Start of Block

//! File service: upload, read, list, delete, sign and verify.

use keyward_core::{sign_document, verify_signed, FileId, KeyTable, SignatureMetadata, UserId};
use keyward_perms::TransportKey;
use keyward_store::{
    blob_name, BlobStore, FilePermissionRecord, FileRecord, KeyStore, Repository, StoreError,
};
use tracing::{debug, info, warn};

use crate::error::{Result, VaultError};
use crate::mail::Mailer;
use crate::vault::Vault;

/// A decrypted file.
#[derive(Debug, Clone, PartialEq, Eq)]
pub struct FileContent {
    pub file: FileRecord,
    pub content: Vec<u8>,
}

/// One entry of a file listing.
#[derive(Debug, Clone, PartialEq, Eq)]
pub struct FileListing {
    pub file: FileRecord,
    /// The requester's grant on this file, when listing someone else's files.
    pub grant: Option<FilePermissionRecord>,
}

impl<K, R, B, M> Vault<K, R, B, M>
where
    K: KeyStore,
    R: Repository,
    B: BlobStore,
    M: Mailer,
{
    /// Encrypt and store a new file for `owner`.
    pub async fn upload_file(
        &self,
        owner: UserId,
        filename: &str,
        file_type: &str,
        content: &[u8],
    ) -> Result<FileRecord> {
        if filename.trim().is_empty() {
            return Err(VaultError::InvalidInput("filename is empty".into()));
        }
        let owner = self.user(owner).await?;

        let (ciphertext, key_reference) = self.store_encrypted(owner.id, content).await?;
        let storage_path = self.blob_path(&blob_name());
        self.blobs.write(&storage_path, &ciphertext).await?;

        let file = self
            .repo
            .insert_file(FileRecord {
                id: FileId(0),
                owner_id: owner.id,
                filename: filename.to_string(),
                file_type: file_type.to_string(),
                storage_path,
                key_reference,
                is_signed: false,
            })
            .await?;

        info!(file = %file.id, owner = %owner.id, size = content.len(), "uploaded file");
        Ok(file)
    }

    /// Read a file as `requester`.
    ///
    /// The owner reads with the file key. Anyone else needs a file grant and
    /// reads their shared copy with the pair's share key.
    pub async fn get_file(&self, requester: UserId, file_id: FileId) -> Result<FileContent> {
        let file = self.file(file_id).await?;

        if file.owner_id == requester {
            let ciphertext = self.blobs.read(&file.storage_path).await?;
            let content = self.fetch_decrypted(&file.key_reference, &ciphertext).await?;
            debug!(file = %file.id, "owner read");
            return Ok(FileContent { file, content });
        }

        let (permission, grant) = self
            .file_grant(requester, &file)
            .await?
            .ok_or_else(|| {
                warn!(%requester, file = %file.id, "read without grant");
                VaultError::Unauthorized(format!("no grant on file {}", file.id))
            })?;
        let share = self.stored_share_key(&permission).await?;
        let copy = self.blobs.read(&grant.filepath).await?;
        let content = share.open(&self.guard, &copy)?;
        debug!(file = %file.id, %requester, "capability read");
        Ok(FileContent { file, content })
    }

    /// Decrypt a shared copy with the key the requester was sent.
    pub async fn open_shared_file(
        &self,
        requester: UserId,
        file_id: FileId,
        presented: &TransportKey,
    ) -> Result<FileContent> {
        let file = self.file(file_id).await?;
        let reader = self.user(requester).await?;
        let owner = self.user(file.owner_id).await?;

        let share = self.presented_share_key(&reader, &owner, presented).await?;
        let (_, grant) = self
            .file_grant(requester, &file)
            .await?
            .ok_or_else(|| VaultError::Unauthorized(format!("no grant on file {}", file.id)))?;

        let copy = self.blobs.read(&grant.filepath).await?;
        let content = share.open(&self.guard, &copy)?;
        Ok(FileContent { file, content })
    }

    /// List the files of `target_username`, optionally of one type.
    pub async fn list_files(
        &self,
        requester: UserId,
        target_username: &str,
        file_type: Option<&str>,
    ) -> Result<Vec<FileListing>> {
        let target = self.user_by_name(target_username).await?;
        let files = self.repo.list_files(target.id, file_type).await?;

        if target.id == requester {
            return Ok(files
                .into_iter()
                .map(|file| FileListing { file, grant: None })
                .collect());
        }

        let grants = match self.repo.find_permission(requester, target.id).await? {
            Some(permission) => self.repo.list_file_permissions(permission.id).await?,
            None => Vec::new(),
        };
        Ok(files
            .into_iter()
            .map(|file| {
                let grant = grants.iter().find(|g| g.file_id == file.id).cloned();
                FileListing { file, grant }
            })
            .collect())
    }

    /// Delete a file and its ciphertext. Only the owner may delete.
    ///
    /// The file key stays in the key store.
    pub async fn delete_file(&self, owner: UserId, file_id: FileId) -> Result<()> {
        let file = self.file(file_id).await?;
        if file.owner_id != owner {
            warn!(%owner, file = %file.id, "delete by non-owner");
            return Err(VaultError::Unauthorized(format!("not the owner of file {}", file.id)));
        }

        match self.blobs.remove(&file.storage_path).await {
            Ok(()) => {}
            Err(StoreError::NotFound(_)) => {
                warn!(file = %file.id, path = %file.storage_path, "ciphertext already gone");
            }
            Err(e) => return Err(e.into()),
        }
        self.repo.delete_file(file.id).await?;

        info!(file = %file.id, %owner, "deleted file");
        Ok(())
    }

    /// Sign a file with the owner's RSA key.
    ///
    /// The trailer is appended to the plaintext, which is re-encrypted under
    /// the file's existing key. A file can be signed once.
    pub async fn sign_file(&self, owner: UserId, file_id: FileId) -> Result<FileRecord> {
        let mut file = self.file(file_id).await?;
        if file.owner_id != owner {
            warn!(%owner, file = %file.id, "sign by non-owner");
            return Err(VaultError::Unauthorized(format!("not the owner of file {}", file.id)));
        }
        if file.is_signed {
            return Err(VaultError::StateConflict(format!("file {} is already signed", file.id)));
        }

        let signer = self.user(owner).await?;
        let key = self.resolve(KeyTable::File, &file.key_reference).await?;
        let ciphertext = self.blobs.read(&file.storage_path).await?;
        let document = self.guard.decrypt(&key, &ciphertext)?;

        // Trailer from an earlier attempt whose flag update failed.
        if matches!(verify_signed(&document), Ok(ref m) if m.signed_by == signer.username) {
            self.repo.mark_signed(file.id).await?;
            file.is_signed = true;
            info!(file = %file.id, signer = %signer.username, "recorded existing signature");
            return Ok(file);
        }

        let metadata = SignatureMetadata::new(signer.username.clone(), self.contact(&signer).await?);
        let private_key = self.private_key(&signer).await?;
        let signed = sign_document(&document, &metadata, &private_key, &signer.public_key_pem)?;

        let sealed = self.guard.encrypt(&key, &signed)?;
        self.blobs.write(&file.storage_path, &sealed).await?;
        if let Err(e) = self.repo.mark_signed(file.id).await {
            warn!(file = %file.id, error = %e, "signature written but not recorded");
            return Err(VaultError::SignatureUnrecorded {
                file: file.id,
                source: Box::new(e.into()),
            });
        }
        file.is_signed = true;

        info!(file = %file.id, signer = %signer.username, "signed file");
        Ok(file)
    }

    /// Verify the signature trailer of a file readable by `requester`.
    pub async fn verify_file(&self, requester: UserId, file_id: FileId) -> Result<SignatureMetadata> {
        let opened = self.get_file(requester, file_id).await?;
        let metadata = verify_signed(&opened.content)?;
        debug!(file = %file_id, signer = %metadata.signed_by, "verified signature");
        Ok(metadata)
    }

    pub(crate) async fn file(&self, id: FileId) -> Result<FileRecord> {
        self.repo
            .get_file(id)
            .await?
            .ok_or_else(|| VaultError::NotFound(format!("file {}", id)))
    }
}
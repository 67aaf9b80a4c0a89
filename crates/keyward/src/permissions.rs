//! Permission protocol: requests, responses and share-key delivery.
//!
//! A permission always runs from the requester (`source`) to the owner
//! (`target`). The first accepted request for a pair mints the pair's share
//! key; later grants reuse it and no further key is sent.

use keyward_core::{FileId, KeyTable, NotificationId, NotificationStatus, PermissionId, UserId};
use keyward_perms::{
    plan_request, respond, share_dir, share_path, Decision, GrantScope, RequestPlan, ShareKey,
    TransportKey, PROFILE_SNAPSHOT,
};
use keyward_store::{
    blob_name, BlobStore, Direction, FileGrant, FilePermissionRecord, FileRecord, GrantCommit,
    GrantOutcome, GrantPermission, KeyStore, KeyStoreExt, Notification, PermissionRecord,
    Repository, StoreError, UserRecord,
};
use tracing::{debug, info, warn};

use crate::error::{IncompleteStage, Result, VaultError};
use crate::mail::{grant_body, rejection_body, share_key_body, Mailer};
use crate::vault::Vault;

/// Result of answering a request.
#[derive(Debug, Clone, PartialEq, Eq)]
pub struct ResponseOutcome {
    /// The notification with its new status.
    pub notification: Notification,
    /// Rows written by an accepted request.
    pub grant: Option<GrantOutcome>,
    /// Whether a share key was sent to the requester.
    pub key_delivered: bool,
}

End of Block

> [Exercise] Find the word "reads" in the entries. Copy each line that holds it.

> [Written response]
    /// The owner reads with the file key. Anyone else needs a file grant and
    /// reads their shared copy with the pair's share key.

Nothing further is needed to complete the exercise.